考え方としてはシンプルです。夜尿は膀胱という袋におしっこという水を入れ、溢れたらでるというものです。そのため、貯まる水の量を調整使用というものです。
●膀胱を空にしてから寝る
・寝る前には必ずトイレに行く
・お布団に入って寝るまでに30分以上経ってしまったらもう一度トイレに行く
●夕方以降の水分を控える
・夕ご飯は早めに済ませる
・夕食の水分を控える(味噌汁なども具中心でお汁は少なめに)(日中は水分摂取を十分にしてください)
・家族も協力する(周りがゴクゴクと水分を摂っていて、本人さんだけ飲んじゃダメというのは辛いですよね)
●睡眠時間の調整=膀胱におしっこを溜める時間を意識する
・早起きする(1時間寝坊をしたらその分多くおしっこを貯めなければいけません)
・疲れて早く寝てしまった(家族イベントなどで疲れて早く寝てしまったのは仕方が無いですよね。。。)
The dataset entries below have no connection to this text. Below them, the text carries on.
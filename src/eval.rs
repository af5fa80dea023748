use crate::collections::{Map, TrieVector};
use crate::env::Environment;
use crate::install::PrimitiveKind;
use crate::intern::Symbol;
use crate::interp::Interpreter;
use crate::seq::Seq;
use crate::source::Origin;
use crate::value::{Closure, Continuation, Pair, Value};
use std::cell::Cell;
use std::rc::Rc;
use thiserror::Error;

#[derive(Debug, Clone, PartialEq, Error)]
pub enum EvalErrorKind {
    #[error("Unbound symbol `{0}`")]
    UnboundSymbol(Symbol),
    #[error("Cannot set! unbound symbol `{0}`")]
    SetUnbound(Symbol),
    #[error("Not callable: {0}")]
    NotCallable(String),
    #[error("`{name}` expects {expected} argument(s), got {got}")]
    Arity {
        name: String,
        expected: String,
        got: usize,
    },
    #[error("Type mismatch: expected {expected}, found {found}")]
    TypeMismatch { expected: String, found: String },
    #[error("Invalid `{form}` form: {message}")]
    BadSpecialForm {
        form: &'static str,
        message: String,
    },
    #[error("Continuation invoked after its call/cc returned")]
    StaleContinuation,
    #[error("unquote-splicing value is not a sequence")]
    BadSplice,
    #[error("Division by zero")]
    DivideByZero,
    #[error("Destructuring failed: {0}")]
    Binding(String),
    #[error("Host error: {0}")]
    Host(String),
}

/// A frame of the diagnostic pseudo-stack: the rendered call form and where
/// it was read from.
#[derive(Debug, Clone, PartialEq)]
pub struct TraceFrame {
    pub form: String,
    pub origin: Origin,
}

/// An evaluation failure. As it unwinds through enclosing call forms, each
/// one prepends itself to `trace` (innermost first), which is what `query`
/// renders under the report.
#[derive(Debug, Clone, PartialEq, Error)]
#[error("{kind}")]
pub struct EvalError {
    pub kind: EvalErrorKind,
    pub origin: Origin,
    pub trace: Vec<TraceFrame>,
}

impl EvalError {
    pub fn new(kind: EvalErrorKind, origin: &Origin) -> EvalError {
        EvalError {
            kind,
            origin: origin.clone(),
            trace: Vec::new(),
        }
    }

    pub fn host(message: impl Into<String>) -> EvalError {
        EvalError::new(EvalErrorKind::Host(message.into()), &Origin::synthetic())
    }

    pub fn arity(name: &str, expected: &str, got: usize, origin: &Origin) -> EvalError {
        EvalError::new(
            EvalErrorKind::Arity {
                name: name.to_string(),
                expected: expected.to_string(),
                got,
            },
            origin,
        )
    }

    pub fn type_mismatch(expected: &str, found: &Value, origin: &Origin) -> EvalError {
        EvalError::new(
            EvalErrorKind::TypeMismatch {
                expected: expected.to_string(),
                found: found.type_name().to_string(),
            },
            origin,
        )
    }

    fn push_frame(&mut self, site: &Rc<Pair>) {
        self.trace.push(TraceFrame {
            form: render_form(site),
            origin: site.origin.clone(),
        });
    }
}

fn render_form(site: &Rc<Pair>) -> String {
    let text = Value::Pair(Rc::clone(site)).to_string();
    if text.chars().count() > 60 {
        let head: String = text.chars().take(57).collect();
        format!("{}...", head)
    } else {
        text
    }
}

/// How an evaluation stops early. Escape continuations ride their own
/// variant so they cannot be confused with (or swallowed as) errors.
#[derive(Debug)]
pub enum Unwind {
    Error(EvalError),
    Escape { token: u64, value: Value },
}

impl From<EvalError> for Unwind {
    fn from(err: EvalError) -> Unwind {
        Unwind::Error(err)
    }
}

pub type EvalOutcome = Result<Value, Unwind>;

/// Special-form head symbols, interned once so dispatch is identity
/// comparison rather than string matching.
pub(crate) struct Forms {
    pub quote: Symbol,
    pub quasiquote: Symbol,
    pub unquote: Symbol,
    pub unquote_splicing: Symbol,
    pub begin: Symbol,
    pub def: Symbol,
    pub set: Symbol,
    pub fn_: Symbol,
    pub macro_: Symbol,
    pub cond: Symbol,
    pub else_: Symbol,
    pub arrow: Symbol,
    pub call_cc: Symbol,
    pub call_cc_long: Symbol,
}

impl Forms {
    pub(crate) fn new() -> Forms {
        Forms {
            quote: Symbol::new("quote"),
            quasiquote: Symbol::new("quasiquote"),
            unquote: Symbol::new("unquote"),
            unquote_splicing: Symbol::new("unquote-splicing"),
            begin: Symbol::new("begin"),
            def: Symbol::new("def"),
            set: Symbol::new("set!"),
            fn_: Symbol::new("fn"),
            macro_: Symbol::new("macro"),
            cond: Symbol::new("cond"),
            else_: Symbol::new("else"),
            arrow: Symbol::new("=>"),
            // `call/cc` reads as a namespaced symbol; intern it the same way.
            call_cc: Symbol::parse("call/cc"),
            call_cc_long: Symbol::new("call-with-current-continuation"),
        }
    }
}

/// Names the REPL completer offers alongside bound identifiers.
pub fn special_form_names() -> &'static [&'static str] {
    &[
        "quote",
        "quasiquote",
        "unquote",
        "unquote-splicing",
        "begin",
        "def",
        "set!",
        "fn",
        "macro",
        "cond",
        "else",
        "call/cc",
        "call-with-current-continuation",
    ]
}

/// The elements of a proper-list prefix; stops at a non-pair cdr.
pub(crate) fn list_items(mut form: &Value) -> Vec<Value> {
    let mut items = Vec::new();
    while let Value::Pair(p) = form {
        items.push(p.car.clone());
        form = &p.cdr;
    }
    items
}

fn improper_from(items: Vec<Value>, tail: Value, origin: &Origin) -> Value {
    let mut out = tail;
    for item in items.into_iter().rev() {
        out = Value::Pair(Pair::new(item, out, origin.clone()));
    }
    out
}

macro_rules! check_form {
    ($cond:expr, $form:expr, $message:expr, $origin:expr) => {
        if !($cond) {
            return Err(EvalError::new(
                EvalErrorKind::BadSpecialForm {
                    form: $form,
                    message: $message.to_string(),
                },
                $origin,
            )
            .into());
        }
    };
}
・☓ 夜寝るのを遅くするというのはダメ。寝ている間に成長ホルモンなどがでます。夜ふかしさせて寝る時間を短くするのは夜尿よりももっと大切な成長の観点からおすすめできません
●睡眠の充実
・お腹を冷やさない
・怖い夢(お子さんは夢の中でおしっこをしてしまうと、一緒におもらししてしまうことがあります)
・いびき
その他:
・お母さんの子育てが悪いからおねしょしてしまうのではありません:もちろん前述したとおり、夕方以降の水分摂取や寝る前のトイレトレーニングなどは改善の余地はありますが、これはお母さんだけの問題ではありません。お父さんやおじいちゃんおばあちゃんも含めた家族の課題です。お布団を干したり、余分にパジャマを洗ったり、本当お母さんは頑張っています。
・本人を責めない:結構多くのご家庭でご本人が一番気にしていないことが多く、もどかしい思いをされているのではないでしょうか?外来にも「別に困っていないよ、お布団干すのはお母さんだもん」とかって言われると、お母さんの顔つきが厳しくなる様子が見られます。。。ただし、責めておねしょが改善するのであれば責めてもいいのかもしれませんが、本人の自尊心を傷つけるだけです。本人とおねしょしない方がいいよね?だったらどうしたらいいと思う?病院の先生がこういうことを気をつけたら良くなるって言ってるけど、一緒に頑張ってみようか、というような形で勧めていただけるとよいかもしれません。
当院はあえて「夜尿症外来」として時間を用意していません。それは、その時間に当院を受診するということは夜尿であるとわかってしまうため、年齢によっては本人が気にしてしまうことを考慮してのことです。当院は予防接種のお子さんや心臓病のお子さんと一緒にお待ちいただく、非感染患者さん専用の待合室があるので、何で受診されているのかは周りには一切わかりませんので、安心して受診していただけます。